David Goldman, a New Jersey man whose five-year custody battle to recover his son from his ex-wife’s family in Brazil became international news, has a book coming out next year. "A Father's Love” will document Goldman’s years spent in American and Brazilian courts before he finally brought his son home in 2009.
/ Source: The Associated Press

David Goldman, a New Jersey man whose five-year custody battle for his son became international news, has a book coming out next year.

David Goldman's "A Father's Love" will be released in May by Viking, the publisher announced Monday.

In 2004, Goldman was married and living in Tinton Falls, N.J. when his wife Bruna Bianchi flew to Brazil with their 4-year-old son, Sean, for what was supposed to be a vacation. She announced she was staying there with Sean, later divorced Goldman and remarried.

Goldman spent years in American and Brazilian courts before he finally brought Sean home in 2009. Bianchi died in 2008 in childbirth, but Sean's Brazilian stepfather and grandmother continued to fight for custody in Brazil.

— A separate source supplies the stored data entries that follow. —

//! Conversational memory contracts.
//!
//! The runner never talks to storage directly. It asks a [`MemoryFactory`]
//! (looked up by the agent's memory type) to open the memory named in the run
//! parameters, then pushes a single [`InteractionUpdate`] onto the parent
//! interaction of the run.

use async_trait::async_trait;
use serde::{Deserialize, Serialize};
use serde_json::Value;
use std::sync::Arc;

use crate::error::MemoryResult;

/// Field-level update applied to a stored interaction.
///
/// Top-level fields replace the stored field of the same name; backends may
/// merge object-valued fields (see the in-memory backend).
#[derive(Debug, Clone, Default, PartialEq, Serialize, Deserialize)]
#[serde(transparent)]
pub struct InteractionUpdate(serde_json::Map<String, Value>);

impl InteractionUpdate {
    /// Create an empty update.
    pub fn new() -> Self {
        Self::default()
    }

    /// Set a top-level field, builder style.
    pub fn with_field(mut self, field: impl Into<String>, value: impl Into<Value>) -> Self {
        self.0.insert(field.into(), value.into());
        self
    }

    /// Nest string entries as an object under `field`.
    pub fn with_entries<I, K, V>(self, field: impl Into<String>, entries: I) -> Self
    where
        I: IntoIterator<Item = (K, V)>,
        K: Into<String>,
        V: Into<String>,
    {
        let nested: serde_json::Map<String, Value> = entries
            .into_iter()
            .map(|(k, v)| (k.into(), Value::String(v.into())))
            .collect();
        self.with_field(field, Value::Object(nested))
    }

    /// Get a top-level field.
    pub fn get(&self, field: &str) -> Option<&Value> {
        self.0.get(field)
    }

    /// Iterate over top-level fields.
    pub fn fields(&self) -> impl Iterator<Item = (&String, &Value)> {
        self.0.iter()
    }

    /// Check whether the update carries no fields.
    pub fn is_empty(&self) -> bool {
        self.0.is_empty()
    }

    /// Convert into the underlying JSON object.
    pub fn into_inner(self) -> serde_json::Map<String, Value> {
        self.0
    }
}

/// A conversational-history backend bound to one memory id.
#[async_trait]
pub trait ConversationMemory: Send + Sync {
    /// Identifier of the memory this handle is bound to.
    fn memory_id(&self) -> &str;

    /// Apply `update` to the interaction identified by `interaction_id`.
    async fn update_interaction(
        &self,
        interaction_id: &str,
        update: InteractionUpdate,
    ) -> MemoryResult<()>;
}

/// Opens memory handles by id. Registered under a memory type key.
#[async_trait]
pub trait MemoryFactory: Send + Sync {
    /// Open (or create) the memory identified by `memory_id`.
    async fn create(&self, memory_id: &str) -> MemoryResult<Arc<dyn ConversationMemory>>;
}
//! Property-Based Tests for Parameter Resolution and Outcome Selection
//!
//! These tests use property-based testing to verify the resolver's merge and
//! substitution rules, and the runner's outcome selection, across generated
//! contexts and step lists.

use flowline::agent::{ExecutionContext, resolve_parameters, substitute};
use flowline::memory::InMemoryMemoryRegistry;
use flowline::{AgentDefinition, FlowAgentRunner, Parameters, StepResult, ToolStep};
use flowline_testing::{MockTool, mock_tool_registry};
use proptest::prelude::*;
use std::sync::Arc;

// Strategy for generating parameter keys
fn key_strategy() -> impl Strategy<Value = String> {
    prop::string::string_regex("[a-zA-Z0-9_]{1,24}").unwrap()
}

// Strategy for generating values that never contain a placeholder
fn plain_value_strategy() -> impl Strategy<Value = String> {
    prop::string::string_regex("[^$]{0,64}").unwrap()
}

// Strategy for generating step names
fn step_name_strategy() -> impl Strategy<Value = String> {
    prop::string::string_regex("[a-zA-Z][a-zA-Z0-9_-]{0,16}").unwrap()
}

fn context_strategy() -> impl Strategy<Value = Parameters> {
    prop::collection::hash_map(key_strategy(), plain_value_strategy(), 0..16)
}

proptest! {
    /// Property: values without placeholders pass through unchanged
    #[test]
    fn prop_substitution_is_identity_without_placeholders(
        value in plain_value_strategy(),
        source in context_strategy()
    ) {
        prop_assert_eq!(substitute(&value, &source), value.as_str());
    }

    /// Property: a lone placeholder resolves to the referenced value
    #[test]
    fn prop_single_placeholder_resolves(
        key in key_strategy(),
        value in plain_value_strategy()
    ) {
        let source = Parameters::from([(key.clone(), value.clone())]);
        let template = format!("${{parameters.{}}}", key);
        prop_assert_eq!(substitute(&template, &source), value.as_str());
    }

    /// Property: placeholders for missing keys are left as written
    #[test]
    fn prop_missing_placeholder_is_preserved(
        key in key_strategy(),
        source in context_strategy()
    ) {
        prop_assume!(!source.contains_key(&key));
        let template = format!("before ${{parameters.{}}} after", key);
        prop_assert_eq!(substitute(&template, &source), template.as_str());
    }

    /// Property: resolution without templates is context, then static, then overrides
    #[test]
    fn prop_resolution_layers(
        context in context_strategy(),
        statics in context_strategy(),
        name in step_name_strategy()
    ) {
        let mut step = ToolStep::new(name.clone(), "tool");
        step.parameters = statics.clone();
        let resolved = resolve_parameters(&ExecutionContext::new(&context), &step);

        let prefix = format!("{}.", name);
        for (key, value) in &context {
            prop_assert!(resolved.contains_key(key));
            if let Some(suffix) = key.strip_prefix(&prefix) {
                prop_assert_eq!(&resolved[suffix], value);
            }
        }
        for (key, value) in &statics {
            let overridden = context.contains_key(&format!("{}{}", prefix, key));
            if !overridden {
                prop_assert_eq!(&resolved[key], value);
            }
        }
    }

    /// Property: an override wins for its own step and never for another
    #[test]
    fn prop_override_precedence_and_isolation(
        key in key_strategy(),
        static_value in plain_value_strategy(),
        override_value in plain_value_strategy()
    ) {
        let context = ExecutionContext::new(&Parameters::from([(
            format!("target.{}", key),
            override_value.clone(),
        )]));
        let target = ToolStep::new("target", "tool").with_parameter(key.clone(), static_value.clone());
        let other = ToolStep::new("other", "tool").with_parameter(key.clone(), static_value.clone());

        prop_assert_eq!(&resolve_parameters(&context, &target)[&key], &override_value);
        prop_assert_eq!(&resolve_parameters(&context, &other)[&key], &static_value);
    }

    /// Property: resolution is deterministic
    #[test]
    fn prop_resolution_is_deterministic(
        context in context_strategy(),
        name in step_name_strategy()
    ) {
        let context = ExecutionContext::new(&context);
        let step = ToolStep::new(name, "tool");
        prop_assert_eq!(
            resolve_parameters(&context, &step),
            resolve_parameters(&context, &step)
        );
    }

    /// Property: the outcome is the flagged steps in order, or the last step alone
    #[test]
    fn prop_outcome_selection(flags in prop::collection::vec(any::<bool>(), 1..8)) {
        let tools = mock_tool_registry((0..flags.len()).map(|i| {
            MockTool::new(format!("tool{}", i)).with_default_response(format!("out {}", i))
        }));
        let runner = FlowAgentRunner::new(Arc::new(tools), Arc::new(InMemoryMemoryRegistry::new()));
        let agent = AgentDefinition::builder("PropAgent")
            .steps(flags.iter().enumerate().map(|(i, flag)| {
                ToolStep::new(format!("s{}", i), format!("tool{}", i)).include_in_response(*flag)
            }))
            .build();

        let outcome = tokio_test::block_on(runner.run(&agent, &Parameters::new())).unwrap();

        let expected: Vec<StepResult> = if flags.iter().any(|f| *f) {
            flags
                .iter()
                .enumerate()
                .filter(|(_, flag)| **flag)
                .map(|(i, _)| StepResult::new(format!("s{}", i), format!("out {}", i)))
                .collect()
        } else {
            let last = flags.len() - 1;
            vec![StepResult::new(format!("s{}", last), format!("out {}", last))]
        };
        prop_assert_eq!(outcome.into_results(), expected);
    }
}
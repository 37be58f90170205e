use flowline_core::{MemoryError, MemoryFactory, MemoryResult};
use std::collections::HashMap;
use std::sync::Arc;

/// Looks up memory factories by memory type.
pub trait MemoryRegistry: Send + Sync {
    /// Look up the factory registered under `memory_type`.
    fn lookup(&self, memory_type: &str) -> Option<Arc<dyn MemoryFactory>>;

    /// Look up a factory, failing with `MemoryError::UnknownType` when absent.
    fn try_lookup(&self, memory_type: &str) -> MemoryResult<Arc<dyn MemoryFactory>> {
        self.lookup(memory_type)
            .ok_or_else(|| MemoryError::UnknownType {
                memory_type: memory_type.to_string(),
            })
    }
}

/// HashMap-backed memory factory registry.
#[derive(Clone, Default)]
pub struct InMemoryMemoryRegistry {
    factories: HashMap<String, Arc<dyn MemoryFactory>>,
}

impl InMemoryMemoryRegistry {
    /// Create a new empty registry.
    pub fn new() -> Self {
        Self::default()
    }

    /// Register a factory using the builder pattern.
    pub fn with_factory(
        mut self,
        memory_type: impl Into<String>,
        factory: impl MemoryFactory + 'static,
    ) -> Self {
        self.register(memory_type, Arc::new(factory));
        self
    }

    /// Register a shared factory in place.
    pub fn register(&mut self, memory_type: impl Into<String>, factory: Arc<dyn MemoryFactory>) {
        self.factories.insert(memory_type.into(), factory);
    }

    /// Get all registered memory types, sorted.
    pub fn memory_types(&self) -> Vec<String> {
        let mut types: Vec<String> = self.factories.keys().cloned().collect();
        types.sort();
        types
    }

    /// Get the number of registered factories.
    pub fn len(&self) -> usize {
        self.factories.len()
    }

    /// Check if the registry is empty.
    pub fn is_empty(&self) -> bool {
        self.factories.is_empty()
    }
}

impl MemoryRegistry for InMemoryMemoryRegistry {
    fn lookup(&self, memory_type: &str) -> Option<Arc<dyn MemoryFactory>> {
        self.factories.get(memory_type).cloned()
    }
}

impl std::fmt::Debug for InMemoryMemoryRegistry {
    fn fmt(&self, f: &mut std::fmt::Formatter<'_>) -> std::fmt::Result {
        f.debug_struct("InMemoryMemoryRegistry")
            .field("memory_types", &self.memory_types())
            .finish()
    }
}

#[cfg(test)]
mod tests {
    use super::*;
    use crate::InMemoryConversationStore;

    #[test]
    fn test_try_lookup_unknown_type() {
        let registry = InMemoryMemoryRegistry::new();

        match registry.try_lookup("memoryType") {
            Err(MemoryError::UnknownType { memory_type }) => assert_eq!(memory_type, "memoryType"),
            Err(other) => panic!("unexpected error: {other}"),
            Ok(_) => panic!("expected unknown memory type"),
        }
    }

    #[test]
    fn test_register_and_list() {
        let store = InMemoryConversationStore::new();
        let mut registry = InMemoryMemoryRegistry::new().with_factory("b_index", store.clone());
        registry.register("a_index", Arc::new(store));

        assert_eq!(registry.len(), 2);
        assert!(!registry.is_empty());
        assert_eq!(registry.memory_types(), vec!["a_index", "b_index"]);
        assert!(registry.try_lookup("a_index").is_ok());
    }
}
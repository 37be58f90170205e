use flowline_core::{Parameters, Tool, ToolFactory};

/// A [`ToolFactory`] backed by a closure.
///
/// Handy for registering tools that need nothing beyond their static
/// parameters, or for wiring test doubles.
pub struct FnToolFactory<F> {
    build: F,
}

impl<F> FnToolFactory<F>
where
    F: Fn(&Parameters) -> Box<dyn Tool> + Send + Sync,
{
    /// Wrap a closure as a factory.
    pub fn new(build: F) -> Self {
        Self { build }
    }
}

impl<F> ToolFactory for FnToolFactory<F>
where
    F: Fn(&Parameters) -> Box<dyn Tool> + Send + Sync,
{
    fn create(&self, static_parameters: &Parameters) -> Box<dyn Tool> {
        (self.build)(static_parameters)
    }
}

impl<F> std::fmt::Debug for FnToolFactory<F> {
    fn fmt(&self, f: &mut std::fmt::Formatter<'_>) -> std::fmt::Result {
        f.debug_struct("FnToolFactory").finish_non_exhaustive()
    }
}
//! Error Types
//!
//! This module defines the error types shared by every Flowline crate.
//! They are organized into focused submodules:
//! - `tool`: tool lookup and execution errors
//! - `memory`: memory factory and interaction update errors
//! - `definition`: agent definition parsing and validation errors

mod definition;
mod memory;
mod tool;

pub use definition::{DefinitionError, DefinitionResult};
pub use memory::{MemoryError, MemoryResult};
pub use tool::{ToolError, ToolResult};
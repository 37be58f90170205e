//! Output normalization.
//!
//! Tools answer in one of the [`ToolOutput`] shapes. The runner reduces every
//! shape to a single string so it can be stored in the execution context and
//! surfaced to the caller.

use flowline_core::{RecordGroup, ResultRecord, ToolOutput};
use serde::{Deserialize, Serialize};
use serde_json::Value;

/// One step's normalized result.
#[derive(Debug, Clone, PartialEq, Eq, Serialize, Deserialize)]
pub struct StepResult {
    /// The step's label.
    pub name: String,
    /// The normalized tool output.
    pub result: String,
}

impl StepResult {
    pub fn new(name: impl Into<String>, result: impl Into<String>) -> Self {
        Self {
            name: name.into(),
            result: result.into(),
        }
    }
}

/// Reduce a tool output to a [`StepResult`] named after the step.
pub fn normalize(step_name: &str, output: ToolOutput) -> StepResult {
    let result = match output {
        ToolOutput::Scalar(value) => normalize_scalar(value),
        ToolOutput::Record(record) => normalize_record(&record),
        ToolOutput::Group(group) => normalize_group(&group),
        ToolOutput::Collection(groups) => normalize_collection(groups),
    };
    StepResult::new(step_name, result)
}

fn normalize_scalar(value: Value) -> String {
    match value {
        Value::String(text) => text,
        other => other.to_string(),
    }
}

// The record's own `result` field is not unwrapped; the whole record is kept.
fn normalize_record(record: &ResultRecord) -> String {
    to_canonical_json(record)
}

fn normalize_group(group: &RecordGroup) -> String {
    to_canonical_json(group)
}

fn normalize_collection(groups: Vec<RecordGroup>) -> String {
    to_canonical_json(&RecordGroup::flatten(groups))
}

fn to_canonical_json<T: Serialize + std::fmt::Debug>(value: &T) -> String {
    serde_json::to_string(value).unwrap_or_else(|e| {
        tracing::warn!(error = %e, "Failed to serialize tool output, using debug form");
        format!("{:?}", value)
    })
}
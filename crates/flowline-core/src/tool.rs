//! Tool and tool factory contracts.
//!
//! A [`ToolFactory`] is registered under a string type key and builds a fresh
//! [`Tool`] for every step of every run from that step's static parameters.
//! The tool then runs asynchronously with the fully resolved parameter map and
//! hands back one of the [`ToolOutput`] shapes.

use async_trait::async_trait;
use serde::{Deserialize, Serialize};
use std::collections::HashMap;

use crate::error::ToolResult;

/// Parameter map passed to factories and tools.
pub type Parameters = HashMap<String, String>;

/// An executable tool instance.
///
/// Instances are created per step per run, so implementations may keep
/// per-invocation state without synchronizing against other runs.
///
/// # Example
///
/// ```rust
/// use async_trait::async_trait;
/// use flowline_core::{Parameters, Tool, ToolOutput, ToolResult};
///
/// struct EchoTool;
///
/// #[async_trait]
/// impl Tool for EchoTool {
///     fn tool_type(&self) -> &str {
///         "echo"
///     }
///
///     async fn run(&self, parameters: Parameters) -> ToolResult<ToolOutput> {
///         let input = parameters.get("input").cloned().unwrap_or_default();
///         Ok(ToolOutput::text(input))
///     }
/// }
/// ```
#[async_trait]
pub trait Tool: Send + Sync {
    /// The registry type key this tool was created under.
    fn tool_type(&self) -> &str;

    /// Run the tool with the resolved parameters for its step.
    async fn run(&self, parameters: Parameters) -> ToolResult<ToolOutput>;
}

/// Builds tool instances from a step's static parameters.
pub trait ToolFactory: Send + Sync {
    /// Create a new tool instance.
    fn create(&self, static_parameters: &Parameters) -> Box<dyn Tool>;
}

/// A named result record, the structured unit tools report results in.
#[derive(Debug, Clone, PartialEq, Serialize, Deserialize)]
pub struct ResultRecord {
    /// Name the tool gave this record.
    pub name: String,

    /// Textual result, if the record carries one.
    #[serde(default, skip_serializing_if = "Option::is_none")]
    pub result: Option<String>,

    /// Structured payload, if the record carries one.
    #[serde(default, skip_serializing_if = "Option::is_none")]
    pub data_as_map: Option<serde_json::Map<String, serde_json::Value>>,
}

impl ResultRecord {
    /// Create an empty record with the given name.
    pub fn new(name: impl Into<String>) -> Self {
        Self {
            name: name.into(),
            result: None,
            data_as_map: None,
        }
    }

    /// Set the textual result.
    pub fn with_result(mut self, result: impl Into<String>) -> Self {
        self.result = Some(result.into());
        self
    }

    /// Set the structured payload.
    pub fn with_data(mut self, data: serde_json::Map<String, serde_json::Value>) -> Self {
        self.data_as_map = Some(data);
        self
    }
}

/// A flat group of result records.
#[derive(Debug, Clone, Default, PartialEq, Serialize, Deserialize)]
pub struct RecordGroup {
    /// Records in the order the tool produced them.
    #[serde(rename = "output")]
    pub records: Vec<ResultRecord>,
}

impl RecordGroup {
    /// Create a group from records.
    pub fn new(records: Vec<ResultRecord>) -> Self {
        Self { records }
    }

    /// Append a record, builder style.
    pub fn with_record(mut self, record: ResultRecord) -> Self {
        self.records.push(record);
        self
    }

    /// Merge several groups into one, keeping record order.
    pub fn flatten(groups: impl IntoIterator<Item = RecordGroup>) -> Self {
        Self {
            records: groups.into_iter().flat_map(|g| g.records).collect(),
        }
    }
}

/// The closed set of result shapes a tool can return.
#[derive(Debug, Clone, PartialEq)]
pub enum ToolOutput {
    /// Plain text or any other opaque value.
    Scalar(serde_json::Value),
    /// A single record with its own name/result fields.
    Record(ResultRecord),
    /// A flat group of records.
    Group(RecordGroup),
    /// A collection of record groups.
    Collection(Vec<RecordGroup>),
}

impl ToolOutput {
    /// Plain text output.
    pub fn text(text: impl Into<String>) -> Self {
        ToolOutput::Scalar(serde_json::Value::String(text.into()))
    }

    /// Short name of the shape, used in logs.
    pub fn shape(&self) -> &'static str {
        match self {
            ToolOutput::Scalar(_) => "scalar",
            ToolOutput::Record(_) => "record",
            ToolOutput::Group(_) => "group",
            ToolOutput::Collection(_) => "collection",
        }
    }
}

impl From<String> for ToolOutput {
    fn from(text: String) -> Self {
        ToolOutput::text(text)
    }
}

impl From<&str> for ToolOutput {
    fn from(text: &str) -> Self {
        ToolOutput::text(text)
    }
}

impl From<serde_json::Value> for ToolOutput {
    fn from(value: serde_json::Value) -> Self {
        ToolOutput::Scalar(value)
    }
}

impl From<ResultRecord> for ToolOutput {
    fn from(record: ResultRecord) -> Self {
        ToolOutput::Record(record)
    }
}

impl From<RecordGroup> for ToolOutput {
    fn from(group: RecordGroup) -> Self {
        ToolOutput::Group(group)
    }
}

impl From<Vec<RecordGroup>> for ToolOutput {
    fn from(groups: Vec<RecordGroup>) -> Self {
        ToolOutput::Collection(groups)
    }
}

Years of frustration The Brazilian family fought court rulings in the United States and international treaties upholding David Goldman’s custody rights as Sean’s father. It was not until Secretary of State Hillary Clinton and President Barack Obama took up his cause early this year that the case moved from local Brazilian courts to the nation’s federal courts.

After years of frustration and setbacks, Goldman had been saying that he would not know he had his son back until the wheels of the plane were up and they were on their way back to the United States.

Reunited at last
On Christmas Eve 2009, Goldman was reunited with his son.

“It’s a miracle,” Goldman told Meredith Vieira in a December 2009 TODAY interview. “There was 364 other days that [it] could’ve been, if he ever were going to come home. But it was Christmas Eve. Somebody’s up there for sure. That’s amazing.”

Vieira asked Goldman to describe Christmas Eve and Christmas, the first night and day the two had spent together in five years.“Two beautiful nights,” is how Goldman described it. “There are no words to describe the pain and suffering these last five years. And there’s no words to describe how joyous and wonderful it is to be with my son again.”

Despite his resentment of the way Sean’s Brazilian family behaved during the five years of legal battling, Goldman said he would allow Sean’s maternal grandmother, Silvana Bianchi, to continue to see him. He had an opportunity to tell her that in the embassy.

“She said to me, ‘Will you allow me to see him?’ And I looked at her and I said, ‘I will not do to you what you have done to me,’ ” Goldman said. “And then I said, ‘But now you need to tell him that you remember how good of a father that I was, how good of a father that I am, and how you know I will continue to be a good father.’ And I also gave her a hug. He needed to see that.”